Nepal-Erdbeben - Caritas-Helfer: Notunterkünfte dringend nötig

Kathmandu (APA) - Die Betroffenen im Erdbebengebiet von Nepal benötigen dringend Notunterkünfte. „In manchen Dörfern sind 90 Prozent der Häu...

Kathmandu (APA) - Die Betroffenen im Erdbebengebiet von Nepal benötigen dringend Notunterkünfte. „In manchen Dörfern sind 90 Prozent der Häuser zerstört“, sagte der vom Katastrophengebiet zurückgekehrte Caritas-Helfer Andreas Zinggl am Dienstag gegenüber der APA. Verschärft wird die Situation durch den drohenden Monsun, der in wenigen Wochen einsetzen wird.

In Kathmandu hat sich die Lage Zinggl zufolge ein wenig gebessert. „Es beginnt wieder zu leben. Die Leute kehren in ihre Häuser zurück, Geschäfte öffnen wieder und der Verkehr setzt ein“, sagte er. Es wird aber auch das Ausmaß der Zerstörung sichtbar. „Es gibt kaum eine Straße, in der keine Gebäude beschädigt sind“, schilderte Zinggl.
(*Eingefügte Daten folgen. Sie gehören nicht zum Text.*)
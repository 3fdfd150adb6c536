//! Unit tests for infl-model.

#[cfg(test)]
mod helpers {
    use infl_core::{Graph, GraphBuilder, NodeId, RunRng};

    use crate::IndependentCascade;

    /// Path 0 - 1 - 2 - 3.
    pub fn path4() -> Graph {
        let mut b = GraphBuilder::new(4);
        b.add_edge(NodeId(0), NodeId(1));
        b.add_edge(NodeId(1), NodeId(2));
        b.add_edge(NodeId(2), NodeId(3));
        b.build()
    }

    /// Star with hub 0 and `leaves` leaves.
    pub fn star(leaves: u32) -> Graph {
        let mut b = GraphBuilder::new(leaves as usize + 1);
        for l in 1..=leaves {
            b.add_edge(NodeId(0), NodeId(l));
        }
        b.build()
    }

    pub fn seeded(graph: &Graph, p: f64, seed: NodeId) -> IndependentCascade<'_> {
        let mut m = IndependentCascade::new(graph, p, RunRng::new(42, seed)).unwrap();
        assert!(m.infect(seed).unwrap());
        m
    }
}

// ── Construction & seeding ────────────────────────────────────────────────────

#[cfg(test)]
mod init {
    use infl_core::generate::barabasi_albert;
    use infl_core::{InflError, NodeId, RunRng};

    use super::helpers::*;
    use crate::{DiffusionModel, IndependentCascade, NodeState};

    #[test]
    fn fresh_model_is_all_susceptible_and_terminated() {
        let g = path4();
        let m = IndependentCascade::new(&g, 0.5, RunRng::new(0, NodeId(0))).unwrap();
        assert!(m.is_terminated());
        assert_eq!(m.iteration(), 0);
        assert_eq!(m.summary().susceptible, 4);
        assert!(m.states().iter().all(|&s| s == NodeState::Susceptible));
    }

    #[test]
    fn seeding_infects_exactly_one_node() {
        let g = barabasi_albert(100, 3, 11).unwrap();
        for node in (0..5).map(NodeId) {
            let m = seeded(&g, 0.1, node);
            assert_eq!(m.state(node), NodeState::Infected);
            assert_eq!(m.summary().susceptible, 99);
            assert_eq!(m.summary().infected, 1);
            assert_eq!(m.infected(), &[node]);
            assert!(!m.is_terminated());
        }
    }

    #[test]
    fn infect_twice_is_noop() {
        let g = path4();
        let mut m = seeded(&g, 0.5, NodeId(1));
        assert!(!m.infect(NodeId(1)).unwrap());
        assert_eq!(m.summary().infected, 1);
    }

    #[test]
    fn infect_out_of_range_errors() {
        let g = path4();
        let mut m = IndependentCascade::new(&g, 0.5, RunRng::new(0, NodeId(0))).unwrap();
        let err = m.infect(NodeId(4)).unwrap_err();
        assert!(matches!(err, InflError::NodeOutOfRange { count: 4, .. }));
    }

    #[test]
    fn invalid_probability_rejected() {
        let g = path4();
        for p in [-0.5, 1.5, f64::NAN] {
            let r = IndependentCascade::new(&g, p, RunRng::new(0, NodeId(0)));
            assert!(matches!(r, Err(InflError::InvalidParameter(_))), "p = {p}");
        }
    }
}

// ── Transition rule ───────────────────────────────────────────────────────────

#[cfg(test)]
mod step {
    use infl_core::NodeId;

    use super::helpers::*;
    use crate::{DiffusionModel, NodeState};

    #[test]
    fn zero_probability_terminates_after_one_step() {
        let g = star(5);
        let mut m = seeded(&g, 0.0, NodeId(0));
        m.step();
        assert!(m.is_terminated());
        assert_eq!(m.iteration(), 1);
        assert_eq!(m.summary().recovered, 1);
        assert_eq!(m.summary().susceptible, 5);
        assert_eq!(m.state(NodeId(0)), NodeState::Recovered);
    }

    #[test]
    fn certain_infection_walks_a_path_one_hop_per_step() {
        let g = path4();
        let mut m = seeded(&g, 1.0, NodeId(0));
        for expected in 1..=3u32 {
            m.step();
            assert_eq!(m.iteration(), expected);
            assert_eq!(m.infected(), &[NodeId(expected)]);
            // everything behind the front has recovered
            for behind in 0..expected {
                assert_eq!(m.state(NodeId(behind)), NodeState::Recovered);
            }
        }
        m.step();
        assert!(m.is_terminated());
        assert_eq!(m.iteration(), 4);
        assert_eq!(m.summary().recovered, 4);
    }

    #[test]
    fn newly_infected_do_not_spread_in_same_step() {
        // From node 1 on the path, step 1 may only reach 0 and 2, never 3.
        let g = path4();
        let mut m = seeded(&g, 1.0, NodeId(1));
        m.step();
        assert_eq!(m.infected(), &[NodeId(0), NodeId(2)]);
        assert_eq!(m.state(NodeId(3)), NodeState::Susceptible);
    }

    #[test]
    fn hub_reaches_every_leaf_at_once() {
        let g = star(6);
        let mut m = seeded(&g, 1.0, NodeId(0));
        m.step();
        assert_eq!(m.summary().infected, 6);
        m.step();
        // leaves only neighbor the recovered hub
        assert!(m.is_terminated());
        assert_eq!(m.iteration(), 2);
        assert_eq!(m.summary().recovered, 7);
    }

    #[test]
    fn step_after_termination_is_noop() {
        let g = star(2);
        let mut m = seeded(&g, 0.0, NodeId(1));
        m.step();
        let before = (m.iteration(), m.summary());
        m.step();
        assert_eq!((m.iteration(), m.summary()), before);
    }

    #[test]
    fn self_loop_does_not_reinfect() {
        let mut b = infl_core::GraphBuilder::new(1);
        b.add_edge(NodeId(0), NodeId(0));
        let g = b.build();
        let mut m = seeded(&g, 1.0, NodeId(0));
        m.step();
        assert!(m.is_terminated());
        assert_eq!(m.state(NodeId(0)), NodeState::Recovered);
    }
}

// ── Whole-run invariants ──────────────────────────────────────────────────────

#[cfg(test)]
mod invariants {
    use infl_core::NodeId;
    use infl_core::generate::barabasi_albert;

    use super::helpers::*;
    use crate::{DiffusionModel, NodeState};

    #[test]
    fn terminates_within_node_count_steps() {
        let g = barabasi_albert(100, 3, 5).unwrap();
        for p in [0.1, 0.3, 0.7, 1.0] {
            for seed in (0..100).step_by(7).map(NodeId) {
                let mut m = seeded(&g, p, seed);
                let mut steps = 0;
                while !m.is_terminated() {
                    m.step();
                    steps += 1;
                    assert!(steps <= g.node_count(), "p = {p}, seed = {seed}");
                    assert_eq!(m.summary().total(), 100);
                }
                assert_eq!(m.summary().infected, 0);
                assert!(m.states().iter().all(|&s| s != NodeState::Infected));
            }
        }
    }

    #[test]
    fn summary_matches_state_vector() {
        let g = barabasi_albert(60, 2, 3).unwrap();
        let mut m = seeded(&g, 0.4, NodeId(10));
        while !m.is_terminated() {
            m.step();
            let recovered = m.states().iter().filter(|&&s| s == NodeState::Recovered).count();
            let infected  = m.states().iter().filter(|&&s| s == NodeState::Infected).count();
            assert_eq!(m.summary().count(NodeState::Recovered) as usize, recovered);
            assert_eq!(m.summary().count(NodeState::Infected) as usize, infected);
        }
    }

    #[test]
    fn same_seed_same_run() {
        let g = barabasi_albert(80, 3, 8).unwrap();
        let run = || {
            let mut m = seeded(&g, 0.3, NodeId(4));
            while !m.is_terminated() {
                m.step();
            }
            (m.iteration(), m.states().to_vec())
        };
        assert_eq!(run(), run());
    }

    #[test]
    fn full_probability_on_connected_graph_exposes_everyone() {
        let g = barabasi_albert(40, 2, 1).unwrap();
        let mut m = seeded(&g, 1.0, NodeId(0));
        while !m.is_terminated() {
            m.step();
        }
        assert_eq!(m.summary().recovered, 40);
    }
}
In Gegenden westlich und östlich von Kathmandu, wo mehrere schwere Nachbeben ihre Epizentren hatten, ist die Lage allerdings katastrophal. „In den Dörfern wurden bis zu 90 Prozent der Gebäude zerstört“, meinte Zinggl. Die Gebiete sind zudem von Hilfsmannschaften nur extrem schwierig zu erreichen. Die Betroffenen hätten bereits „ihre letzten Nahrungsmittel miteinander geteilt“ und würden nun verzweifelt und wütend auf Hilfe warten. „Sie wissen über das Ausmaß des Bebens oft gar nicht bescheid, sondern sehen nur ihr zerstörtes Dorf und verstehen nicht, wieso keine Hilfe kommt“, sagte Zinggl.

Nicht zuletzt wegen des bald einsetzenden Monsun-Regens benötigen die Betroffenen vor allem Notunterkünfte. „An zweiter Stelle stehen Nahrungsmittel und an dritter Trinkwasser“, sagte Zinggl.